> _Problem to solve_
Only one stretch of the records below should be repeated. It starts with the line containing "filename src/routes/health.rs" and goes on through the line containing "of the worker.", exactly as written.

─── Information supplied ───

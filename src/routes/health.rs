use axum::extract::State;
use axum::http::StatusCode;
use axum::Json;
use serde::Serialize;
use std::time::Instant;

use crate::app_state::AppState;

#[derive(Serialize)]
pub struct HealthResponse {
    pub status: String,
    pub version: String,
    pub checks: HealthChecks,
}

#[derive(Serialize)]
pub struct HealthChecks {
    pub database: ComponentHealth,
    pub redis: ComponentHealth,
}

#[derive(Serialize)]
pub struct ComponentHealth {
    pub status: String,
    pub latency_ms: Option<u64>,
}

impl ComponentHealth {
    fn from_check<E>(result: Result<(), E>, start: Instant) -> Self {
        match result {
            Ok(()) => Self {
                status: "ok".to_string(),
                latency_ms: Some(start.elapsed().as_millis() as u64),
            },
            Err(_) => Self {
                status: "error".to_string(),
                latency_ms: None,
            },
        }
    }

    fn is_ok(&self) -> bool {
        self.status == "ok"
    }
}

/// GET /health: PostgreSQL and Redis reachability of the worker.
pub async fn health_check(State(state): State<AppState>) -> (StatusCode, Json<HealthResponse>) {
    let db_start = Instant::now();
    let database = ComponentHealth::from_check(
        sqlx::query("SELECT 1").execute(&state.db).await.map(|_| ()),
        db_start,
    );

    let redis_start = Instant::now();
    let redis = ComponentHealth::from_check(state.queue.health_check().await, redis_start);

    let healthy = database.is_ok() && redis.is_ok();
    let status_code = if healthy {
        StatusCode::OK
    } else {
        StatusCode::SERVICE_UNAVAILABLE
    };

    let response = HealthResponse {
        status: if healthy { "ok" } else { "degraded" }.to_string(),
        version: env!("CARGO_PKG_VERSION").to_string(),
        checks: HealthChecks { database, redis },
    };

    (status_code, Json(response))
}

───
─── Information supplied ───

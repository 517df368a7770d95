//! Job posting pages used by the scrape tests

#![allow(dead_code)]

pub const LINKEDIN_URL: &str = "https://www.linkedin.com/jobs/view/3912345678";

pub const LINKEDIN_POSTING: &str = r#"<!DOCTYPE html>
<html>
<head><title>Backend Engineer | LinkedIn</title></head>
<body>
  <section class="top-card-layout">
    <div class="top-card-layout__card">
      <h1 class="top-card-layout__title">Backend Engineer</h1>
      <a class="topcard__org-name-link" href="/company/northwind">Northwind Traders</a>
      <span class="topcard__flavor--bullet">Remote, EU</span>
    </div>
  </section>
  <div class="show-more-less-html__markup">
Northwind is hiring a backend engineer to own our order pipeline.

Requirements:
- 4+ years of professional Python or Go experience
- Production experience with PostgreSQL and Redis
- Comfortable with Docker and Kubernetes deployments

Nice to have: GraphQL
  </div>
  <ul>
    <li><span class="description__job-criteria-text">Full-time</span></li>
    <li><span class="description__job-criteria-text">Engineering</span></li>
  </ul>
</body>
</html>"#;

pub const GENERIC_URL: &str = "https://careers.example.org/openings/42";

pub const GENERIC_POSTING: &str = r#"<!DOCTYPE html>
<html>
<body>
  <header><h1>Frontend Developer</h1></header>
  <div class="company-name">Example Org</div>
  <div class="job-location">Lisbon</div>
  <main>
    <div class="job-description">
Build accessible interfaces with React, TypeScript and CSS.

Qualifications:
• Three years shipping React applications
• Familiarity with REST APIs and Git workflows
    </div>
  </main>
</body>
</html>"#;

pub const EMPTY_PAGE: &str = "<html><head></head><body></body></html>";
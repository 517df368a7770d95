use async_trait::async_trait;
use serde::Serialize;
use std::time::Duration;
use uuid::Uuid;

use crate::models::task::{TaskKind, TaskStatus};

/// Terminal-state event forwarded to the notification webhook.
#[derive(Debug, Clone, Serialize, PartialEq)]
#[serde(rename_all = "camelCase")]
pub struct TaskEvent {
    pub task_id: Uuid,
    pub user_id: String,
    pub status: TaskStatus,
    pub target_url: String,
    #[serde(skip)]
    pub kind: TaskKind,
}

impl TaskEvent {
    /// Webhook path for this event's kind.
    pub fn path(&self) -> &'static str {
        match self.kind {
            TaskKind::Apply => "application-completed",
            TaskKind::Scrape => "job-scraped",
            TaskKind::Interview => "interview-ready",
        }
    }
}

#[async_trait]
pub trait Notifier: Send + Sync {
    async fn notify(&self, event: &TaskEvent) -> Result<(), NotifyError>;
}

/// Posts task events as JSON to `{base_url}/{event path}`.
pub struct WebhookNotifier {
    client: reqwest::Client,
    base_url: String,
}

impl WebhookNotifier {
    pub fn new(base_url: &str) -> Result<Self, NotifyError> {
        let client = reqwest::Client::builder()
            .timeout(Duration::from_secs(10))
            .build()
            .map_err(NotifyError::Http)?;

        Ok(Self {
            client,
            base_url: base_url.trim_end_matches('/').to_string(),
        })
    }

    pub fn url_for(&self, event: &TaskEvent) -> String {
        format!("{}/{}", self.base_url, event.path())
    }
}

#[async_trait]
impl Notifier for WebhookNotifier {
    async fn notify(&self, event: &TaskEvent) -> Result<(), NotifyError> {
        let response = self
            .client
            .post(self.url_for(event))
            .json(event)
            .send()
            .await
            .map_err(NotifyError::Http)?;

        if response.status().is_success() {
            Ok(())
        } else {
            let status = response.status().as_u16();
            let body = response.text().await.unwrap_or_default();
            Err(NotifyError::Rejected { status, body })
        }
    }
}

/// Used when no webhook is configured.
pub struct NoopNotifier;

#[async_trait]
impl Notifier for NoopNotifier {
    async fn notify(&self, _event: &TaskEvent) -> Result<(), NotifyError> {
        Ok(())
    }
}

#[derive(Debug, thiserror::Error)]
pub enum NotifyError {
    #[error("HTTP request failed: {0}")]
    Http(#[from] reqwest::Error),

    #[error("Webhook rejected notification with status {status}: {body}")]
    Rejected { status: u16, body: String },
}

───

> _Result for this exercise_
filename src/routes/health.rs
use axum::extract::State;
use axum::http::StatusCode;
use axum::Json;
use serde::Serialize;
use std::time::Instant;

use crate::app_state::AppState;

#[derive(Serialize)]
pub struct HealthResponse {
    pub status: String,
    pub version: String,
    pub checks: HealthChecks,
}

#[derive(Serialize)]
pub struct HealthChecks {
    pub database: ComponentHealth,
    pub redis: ComponentHealth,
}

#[derive(Serialize)]
pub struct ComponentHealth {
    pub status: String,
    pub latency_ms: Option<u64>,
}

impl ComponentHealth {
    fn from_check<E>(result: Result<(), E>, start: Instant) -> Self {
        match result {
            Ok(()) => Self {
                status: "ok".to_string(),
                latency_ms: Some(start.elapsed().as_millis() as u64),
            },
            Err(_) => Self {
                status: "error".to_string(),
                latency_ms: None,
            },
        }
    }

    fn is_ok(&self) -> bool {
        self.status == "ok"
    }
}

/// GET /health: PostgreSQL and Redis reachability of the worker.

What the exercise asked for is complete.